I'd like to hear more.  What method of homeschooling do you use, have used, or intend to use?  Or do you combine methods, or just "wing it"?  What have you heard, the good and the bad, about these different pedagogues?  What are plans for children's future schooling, in or out of the traditional school setting?  And why have you chosen this for your family?



  1. My mom mixed curricula and ideas at will, which I am all in favor of--you can do what works for you. I remember Saxon math best, because that was the one textbook set I used consistently throughout middle and high school.

    I may be misunderstanding the principle, but unschooling (as a consistent practice) is the one that tends to worry me. My parents were not unschoolers, but with one person handling all the teaching, lack of breadth in the education is a constant possibility. One of my few regrets about homeschooling is that I feel like I could have used more consistent learning in all the standard subjects year by year--although I got my GED without the slightest difficulty and honestly, it's not like public school would've necessarily been better. But I do have pretty strong feelings about children being given a basic classical education and sufficient preparation for college should they desire to go, whether or not they want it at the time.

    One of the best things my parents did was partner with other homeschooling families so different parents could teach to their strengths. I loved the one or two years where a little group of us had math and music from my mom, science from one dad, computer science from another, and home ec and P.E. from another mom. It's not always possible, but it's nice when it's available.

  2. We aren't planning on homeschooling at the moment - work/finance needs will probably require public schooling. At the moment we have a private Catholic school that we could afford with a little assistance, and a lot of public/private options around our town (regular public, montessori based, etc.) My ideal is that we can use our districts "Dual enrollment" policy and keep my kids in approx 50% public school for their first 3-4 years. I'd love to allow them time in school as needed with our schedules, but still allow a lot of home play and home learning in those early years (about 5 - 8 years old).

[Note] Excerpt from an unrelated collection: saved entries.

use crate::{field_list::read_all, model::unsupported, Base, Field, FieldValue, Model, ModelListType};

use airstorm_core::{schema::TableId, Result, Value};
use indexmap::IndexMap;

/// An ordered collection of records of one table.
///
/// Like [`Model`], a list only holds identities; reads go through the
/// [`Base`]. Every member belongs to the list's table.
#[derive(Debug, Clone, PartialEq, Eq)]
pub struct ModelList {
    table: TableId,
    members: Vec<Model>,
}

impl ModelList {
    /// Builds a list without checking its members. Callers guarantee they all
    /// belong to `table`.
    pub(crate) fn from_parts(table: TableId, members: Vec<Model>) -> ModelList {
        ModelList { table, members }
    }

    pub fn table_id(&self) -> &TableId {
        &self.table
    }

    pub fn len(&self) -> usize {
        self.members.len()
    }

    pub fn is_empty(&self) -> bool {
        self.members.is_empty()
    }

    pub fn get(&self, index: usize) -> Option<&Model> {
        self.members.get(index)
    }

    pub fn iter(&self) -> std::slice::Iter<'_, Model> {
        self.members.iter()
    }

    pub fn members(&self) -> &[Model] {
        &self.members
    }

    /// Record ids of the members, in list order
    pub fn ids(&self) -> Vec<&str> {
        self.members.iter().map(Model::id).collect()
    }

    pub fn list_type<'a>(&self, base: &'a Base) -> Result<&'a ModelListType> {
        base.model_list_type_by_id(&self.table)
    }

    /// Adds a member at the end of the list.
    pub fn append(&mut self, base: &Base, model: Model) -> Result<()> {
        self.list_type(base)?.check_member(base, &model)?;
        self.members.push(model);
        Ok(())
    }

    /// Reads a field of every member by its pluralized attribute, e.g.
    /// `"names"` for the `Name` column.
    pub async fn get_field(&self, base: &Base, attribute: &str) -> Result<Vec<FieldValue>> {
        let list_type = self.list_type(base)?;
        list_type.field_list_or_err(attribute)?.read(base, self).await
    }

    /// Stages `values[i]` on the `i`th member.
    pub fn set_each(&self, base: &Base, attribute: &str, values: Vec<Value>) -> Result<()> {
        let list_type = self.list_type(base)?;
        list_type
            .field_list_or_err(attribute)?
            .write_each(base, self, values)
    }

    /// Stages the same value on every member.
    pub fn set_all(&self, base: &Base, attribute: &str, value: impl Into<Value>) -> Result<()> {
        let list_type = self.list_type(base)?;
        list_type
            .field_list_or_err(attribute)?
            .write_all(base, self, value.into())
    }

    pub fn discard(&self, base: &Base, attribute: &str) -> Result<()> {
        let list_type = self.list_type(base)?;
        list_type.field_list_or_err(attribute)?.discard(base, self)
    }

    /// Buckets the members by the value of a field (singular attribute).
    ///
    /// Buckets are ordered by first appearance. A member whose field is
    /// multi-valued lands in the bucket of every element, or in the null
    /// bucket when it has none.
    pub async fn group_by(&self, base: &Base, attribute: &str) -> Result<IndexMap<Value, ModelList>> {
        let values = self.read(base, attribute).await?;
        let mut groups: IndexMap<Value, ModelList> = IndexMap::new();

        for (model, value) in self.members.iter().zip(values) {
            for key in value.keys() {
                groups
                    .entry(key)
                    .or_insert_with(|| ModelList::from_parts(self.table.clone(), vec![]))
                    .members
                    .push(model.clone());
            }
        }

        Ok(groups)
    }

    /// The members whose field equals `value`.
    pub async fn filter(&self, base: &Base, attribute: &str, value: impl Into<Value>) -> Result<ModelList> {
        let (matching, _) = self.partition(base, attribute, value).await?;
        Ok(matching)
    }

    /// Splits the members into those whose field equals `value` and the rest,
    /// both in list order.
    pub async fn partition(
        &self,
        base: &Base,
        attribute: &str,
        value: impl Into<Value>,
    ) -> Result<(ModelList, ModelList)> {
        let value = value.into();
        let values = self.read(base, attribute).await?;

        let mut matching = ModelList::from_parts(self.table.clone(), vec![]);
        let mut rest = ModelList::from_parts(self.table.clone(), vec![]);

        for (model, field_value) in self.members.iter().zip(values) {
            if field_value.sort_key() == value {
                matching.members.push(model.clone());
            } else {
                rest.members.push(model.clone());
            }
        }

        Ok((matching, rest))
    }

    /// A copy of the list ordered by a field. The sort is stable in both
    /// directions: members with equal keys keep their relative order.
    pub async fn sort_by(&self, base: &Base, attribute: &str, descending: bool) -> Result<ModelList> {
        let values = self.read(base, attribute).await?;

        let mut keyed: Vec<_> = values
            .iter()
            .map(FieldValue::sort_key)
            .zip(self.members.iter().cloned())
            .collect();

        if descending {
            keyed.sort_by(|(a, _), (b, _)| b.cmp(a));
        } else {
            keyed.sort_by(|(a, _), (b, _)| a.cmp(b));
        }

        Ok(ModelList::from_parts(
            self.table.clone(),
            keyed.into_iter().map(|(_, model)| model).collect(),
        ))
    }

    /// Sends staged edits of every member to the service. Not implemented.
    pub fn push(&self) -> Result<()> {
        unsupported("pushing record changes")
    }

    /// Deletes every member on the service. Not implemented.
    pub fn delete(&self) -> Result<()> {
        unsupported("deleting records")
    }

    /// Reverts pushed changes. Not implemented.
    pub fn revert(&self) -> Result<()> {
        unsupported("reverting record changes")
    }

    async fn read(&self, base: &Base, attribute: &str) -> Result<Vec<FieldValue>> {
        let model_type = base.model_type_by_id(&self.table)?;
        let field: &Field = model_type.field_or_err(attribute)?;
        read_all(base, field, &self.members).await
    }
}

impl<'a> IntoIterator for &'a ModelList {
    type Item = &'a Model;
    type IntoIter = std::slice::Iter<'a, Model>;

    fn into_iter(self) -> Self::IntoIter {
        self.members.iter()
    }
}

impl IntoIterator for ModelList {
    type Item = Model;
    type IntoIter = std::vec::IntoIter<Model>;

    fn into_iter(self) -> Self::IntoIter {
        self.members.into_iter()
    }
}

    At the moment (my son is 2.5) we'll be using a little daycare/preschool as needed, but starting with something of a formal home preschool around our schedules in the next year or so. I'm in no rush to start his school years as well. Then take advantage of half day kindergarten at the public school and then reevaluate. Because of H's birthday we have four years before we need to make any further decisions before 1st grade so I'm trying not to jump into any formal decisions.

    I'm a little odd too, I'll admit, because if there's a time I want my kids out of public school it's our "Junior High" years - which is typically age 12-14, and the roughest years to be in public school. Luckily, by then we will be at a point in life to seriously consider this at that point.

  3. Seth was home-schooled....I think sort of un-schooled..but being unschooled by a history/english teacher with a strong Germanic tendency toward order is, I think, different than being unschooled by an undisciplined enthusiast for life in general..He came out well enough. ;) We're planning to home-school, but the how's are sort of vague to me, and if we're blessed with more kids, will need to be tailored to fit the different personalities and strengths and interests of each...which is of course, a big problem with standard schooling - they can't really do that. Hmm..I love Montessori too!

  4. I think I could have written this post, verbatim (okay, not verbatim. You're a much more talented writer than me) 4 years ago. I gives me chills to think about where you will be with schooling in a few years.

    We lean towards CM, but like most (all?) homeschool families I know, we are not purists. I felt like her beliefs resonated more deeply with me than other styles I read about (and I read about a lot). CM and classical have a lot in common, as do CM and Waldorf in a completely different way. Montessori and Waldorf can work together well, although some people swear it can't. I've seen to the contrary, though. Anyway, those are just some examples of combining. What is best for you and your sweet boy will emerge.